- **Exercise inputs**:
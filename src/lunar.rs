// SPDX-License-Identifier: AGPL-3.0-or-later
// Copyright (C) 2026 Vallés Puig, Ramon

//! Low-precision lunar ephemeris.
//!
//! The Moon's geocentric ecliptic longitude and latitude are the mean
//! longitude (respectively zero) plus a handful of the largest periodic terms
//! of the ELP-2000/82 expansion as tabulated by Meeus (ch. 47). The
//! truncation keeps the position within a few tenths of a degree near the
//! present epoch, which is far below one pixel on a world map.
//!
//! Each periodic term is stored as data: an amplitude in degrees and the
//! integer multipliers of the four fundamental arguments `D`, `M`, `M☉`, `F`.

use chrono::{DateTime, Utc};
use qtty::{Centuries, Degrees};

use super::geo::normalize_degrees;
use super::julian_date_ext::to_julian_date;
use super::solar::mean_obliquity;

#[cfg(feature = "serde")]
use serde::{Deserialize, Serialize};

// ═══════════════════════════════════════════════════════════════════════════
// Fundamental arguments
// ═══════════════════════════════════════════════════════════════════════════

/// Mean elements of the lunar orbit at a given epoch, in degrees `[0, 360)`.
#[derive(Debug, Clone, Copy, PartialEq)]
pub struct LunarElements {
    /// Mean longitude `L'`.
    pub mean_longitude: f64,
    /// Mean anomaly `M'`.
    pub mean_anomaly: f64,
    /// Mean elongation from the Sun `D`.
    pub mean_elongation: f64,
    /// Mean argument of latitude `F`.
    pub argument_of_latitude: f64,
    /// The Sun's mean anomaly `M`, with the lunar-theory coefficients.
    pub solar_mean_anomaly: f64,
}

impl LunarElements {
    /// Evaluate the linear mean elements at `t` Julian centuries since J2000.0.
    pub fn at(t: Centuries) -> Self {
        let t = t.value();
        Self {
            mean_longitude: normalize_degrees(218.3165 + 481_267.8813 * t),
            mean_anomaly: normalize_degrees(134.9634 + 477_198.8676 * t),
            mean_elongation: normalize_degrees(297.8502 + 445_267.1115 * t),
            argument_of_latitude: normalize_degrees(93.2720 + 483_202.0175 * t),
            solar_mean_anomaly: normalize_degrees(357.5291 + 35_999.0503 * t),
        }
    }

    /// Evaluate the mean elements at a UTC instant.
    #[inline]
    pub fn at_instant(instant: DateTime<Utc>) -> Self {
        Self::at(to_julian_date(instant).julian_centuries())
    }

    /// Sum a periodic series at these elements, in degrees.
    fn sum(&self, terms: &[Term]) -> f64 {
        terms
            .iter()
            .map(|term| term.amplitude * term.argument(self).to_radians().sin())
            .sum()
    }
}

/// One periodic term `A · sin(d·D + m·M' + s·M + f·F)`.
#[derive(Debug, Clone, Copy)]
struct Term {
    amplitude: f64,
    d: i8,
    m: i8,
    s: i8,
    f: i8,
}

impl Term {
    const fn new(amplitude: f64, d: i8, m: i8, s: i8, f: i8) -> Self {
        Self {
            amplitude,
            d,
            m,
            s,
            f,
        }
    }

    fn argument(&self, el: &LunarElements) -> f64 {
        f64::from(self.d) * el.mean_elongation
            + f64::from(self.m) * el.mean_anomaly
            + f64::from(self.s) * el.solar_mean_anomaly
            + f64::from(self.f) * el.argument_of_latitude
    }
}

//                        amplitude   D   M'  M   F
#[rustfmt::skip]
const LONGITUDE_TERMS: [Term; 6] = [
    Term::new( 6.289,  0,  1,  0,  0), // equation of center
    Term::new( 1.274,  2, -1,  0,  0), // evection
    Term::new( 0.658,  2,  0,  0,  0), // variation
    Term::new( 0.214,  0,  2,  0,  0),
    Term::new(-0.186,  0,  0,  1,  0), // annual equation
    Term::new(-0.114,  0,  0,  0,  2), // reduction to the ecliptic
];

#[rustfmt::skip]
const LATITUDE_TERMS: [Term; 4] = [
    Term::new( 5.128,  0,  0,  0,  1),
    Term::new( 0.281,  0,  1,  0,  1),
    Term::new( 0.278,  0,  1,  0, -1),
    Term::new( 0.173,  2,  0,  0, -1),
];

/// Corrections turning the mean elongation `D` into the true Sun–Moon
/// elongation (Meeus 48.4 with `i = 180° − ψ`).
#[rustfmt::skip]
const ELONGATION_TERMS: [Term; 6] = [
    Term::new( 6.289,  0,  1,  0,  0),
    Term::new(-2.100,  0,  0,  1,  0),
    Term::new( 1.274,  2, -1,  0,  0),
    Term::new( 0.658,  2,  0,  0,  0),
    Term::new( 0.214,  0,  2,  0,  0),
    Term::new( 0.110,  1,  0,  0,  0),
];

// ═══════════════════════════════════════════════════════════════════════════
// Positions
// ═══════════════════════════════════════════════════════════════════════════

/// Geocentric ecliptic coordinates of date.
#[derive(Debug, Clone, Copy, PartialEq)]
pub struct EclipticPosition {
    /// Ecliptic longitude `λ`, in `[0, 360)`.
    pub longitude: Degrees,
    /// Ecliptic latitude `β`, in `[−90, 90]`.
    pub latitude: Degrees,
}

/// Geocentric equatorial coordinates of date.
#[derive(Debug, Clone, Copy, PartialEq)]
pub struct EquatorialPosition {
    /// Right ascension `α`, in `[0, 360)`.
    pub right_ascension: Degrees,
    /// Declination `δ`, in `[−90, 90]`.
    pub declination: Degrees,
}

/// Rotate ecliptic coordinates into the equator of date by `obliquity`.
pub fn ecliptic_to_equatorial(
    position: EclipticPosition,
    obliquity: Degrees,
) -> EquatorialPosition {
    let (sin_eps, cos_eps) = obliquity.value().to_radians().sin_cos();
    let (sin_lon, cos_lon) = position.longitude.value().to_radians().sin_cos();
    let (sin_lat, cos_lat) = position.latitude.value().to_radians().sin_cos();

    let sin_dec = (sin_lat * cos_eps + cos_lat * sin_eps * sin_lon).clamp(-1.0, 1.0);
    // atan2(y, x) with both sides scaled by cos β, which avoids tan β at the poles
    let ra = (sin_lon * cos_lat * cos_eps - sin_lat * sin_eps).atan2(cos_lon * cos_lat);

    EquatorialPosition {
        right_ascension: Degrees::new(normalize_degrees(ra.to_degrees())),
        declination: Degrees::new(sin_dec.asin().to_degrees()),
    }
}

/// The Moon's ecliptic position for the elements `el`.
pub fn ecliptic_position(el: &LunarElements) -> EclipticPosition {
    EclipticPosition {
        longitude: Degrees::new(normalize_degrees(
            el.mean_longitude + el.sum(&LONGITUDE_TERMS),
        )),
        latitude: Degrees::new(el.sum(&LATITUDE_TERMS)),
    }
}

/// The Moon's ecliptic position at `instant`.
pub fn moon_ecliptic_position(instant: DateTime<Utc>) -> EclipticPosition {
    ecliptic_position(&LunarElements::at_instant(instant))
}

/// The Moon's equatorial position at `instant`.
pub fn moon_equatorial_position(instant: DateTime<Utc>) -> EquatorialPosition {
    let t = to_julian_date(instant).julian_centuries();
    let el = LunarElements::at(t);
    ecliptic_to_equatorial(ecliptic_position(&el), mean_obliquity(t))
}

/// Sun–Moon elongation `ψ` measured eastward, in `[0, 360)`.
///
/// `ψ = 0` at new moon, `90°` at first quarter, `180°` at full moon.
pub fn moon_elongation(instant: DateTime<Utc>) -> Degrees {
    let el = LunarElements::at_instant(instant);
    Degrees::new(normalize_degrees(
        el.mean_elongation + el.sum(&ELONGATION_TERMS),
    ))
}

// ═══════════════════════════════════════════════════════════════════════════
// Phase
// ═══════════════════════════════════════════════════════════════════════════

/// Illuminated fraction and position in the synodic cycle.
#[derive(Debug, Clone, Copy, PartialEq)]
#[cfg_attr(feature = "serde", derive(Serialize, Deserialize))]
pub struct MoonPhase {
    /// Illuminated fraction of the disc, `[0, 1]`.
    pub fraction: f64,
    /// Cycle position `[0, 1)`: 0 new, 0.25 first quarter, 0.5 full,
    /// 0.75 last quarter.
    pub phase: f64,
}

impl MoonPhase {
    /// Phase from the Sun–Moon elongation `ψ` (degrees).
    pub fn from_elongation(elongation: Degrees) -> Self {
        let psi = normalize_degrees(elongation.value());
        Self {
            fraction: (1.0 - psi.to_radians().cos()) / 2.0,
            phase: psi / 360.0,
        }
    }

    /// `true` between new and full moon.
    #[inline]
    pub fn is_waxing(&self) -> bool {
        self.phase < 0.5
    }

    /// Conventional name of this phase.
    pub fn name(&self) -> MoonPhaseName {
        MoonPhaseName::from_phase(self.phase)
    }
}

/// The eight conventional phase names, each spanning one eighth of the cycle
/// centred on its nominal phase value.
#[derive(Debug, Clone, Copy, PartialEq, Eq, Hash)]
#[cfg_attr(feature = "serde", derive(Serialize, Deserialize))]
#[cfg_attr(feature = "serde", serde(rename_all = "snake_case"))]
pub enum MoonPhaseName {
    New,
    WaxingCrescent,
    FirstQuarter,
    WaxingGibbous,
    Full,
    WaningGibbous,
    LastQuarter,
    WaningCrescent,
}

impl MoonPhaseName {
    const CYCLE: [MoonPhaseName; 8] = [
        MoonPhaseName::New,
        MoonPhaseName::WaxingCrescent,
        MoonPhaseName::FirstQuarter,
        MoonPhaseName::WaxingGibbous,
        MoonPhaseName::Full,
        MoonPhaseName::WaningGibbous,
        MoonPhaseName::LastQuarter,
        MoonPhaseName::WaningCrescent,
    ];

    /// Name for a cycle position in `[0, 1)`; values outside wrap around.
    pub fn from_phase(phase: f64) -> Self {
        let octant = (phase.rem_euclid(1.0) * 8.0 + 0.5).floor() as usize % 8;
        Self::CYCLE[octant]
    }

    /// Human-readable label.
    pub const fn label(&self) -> &'static str {
        match self {
            MoonPhaseName::New => "New Moon",
            MoonPhaseName::WaxingCrescent => "Waxing Crescent",
            MoonPhaseName::FirstQuarter => "First Quarter",
            MoonPhaseName::WaxingGibbous => "Waxing Gibbous",
            MoonPhaseName::Full => "Full Moon",
            MoonPhaseName::WaningGibbous => "Waning Gibbous",
            MoonPhaseName::LastQuarter => "Last Quarter",
            MoonPhaseName::WaningCrescent => "Waning Crescent",
        }
    }
}

impl std::fmt::Display for MoonPhaseName {
    fn fmt(&self, f: &mut std::fmt::Formatter<'_>) -> std::fmt::Result {
        f.write_str(self.label())
    }
}

/// Moon phase at `instant`.
#[inline]
pub fn moon_phase(instant: DateTime<Utc>) -> MoonPhase {
    MoonPhase::from_elongation(moon_elongation(instant))
}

- **Requirement**: Return a word-for-word copy of the lines above from the one holding "let psi = normalize_degrees(elongation.value());" through the one holding "of this phase.", with both of them included and nothing besides.

- **Exercise output**:
        let psi = normalize_degrees(elongation.value());
        Self {
            fraction: (1.0 - psi.to_radians().cos()) / 2.0,
            phase: psi / 360.0,
        }
    }

    /// `true` between new and full moon.
    #[inline]
    pub fn is_waxing(&self) -> bool {
        self.phase < 0.5
    }

    /// Conventional name of this phase.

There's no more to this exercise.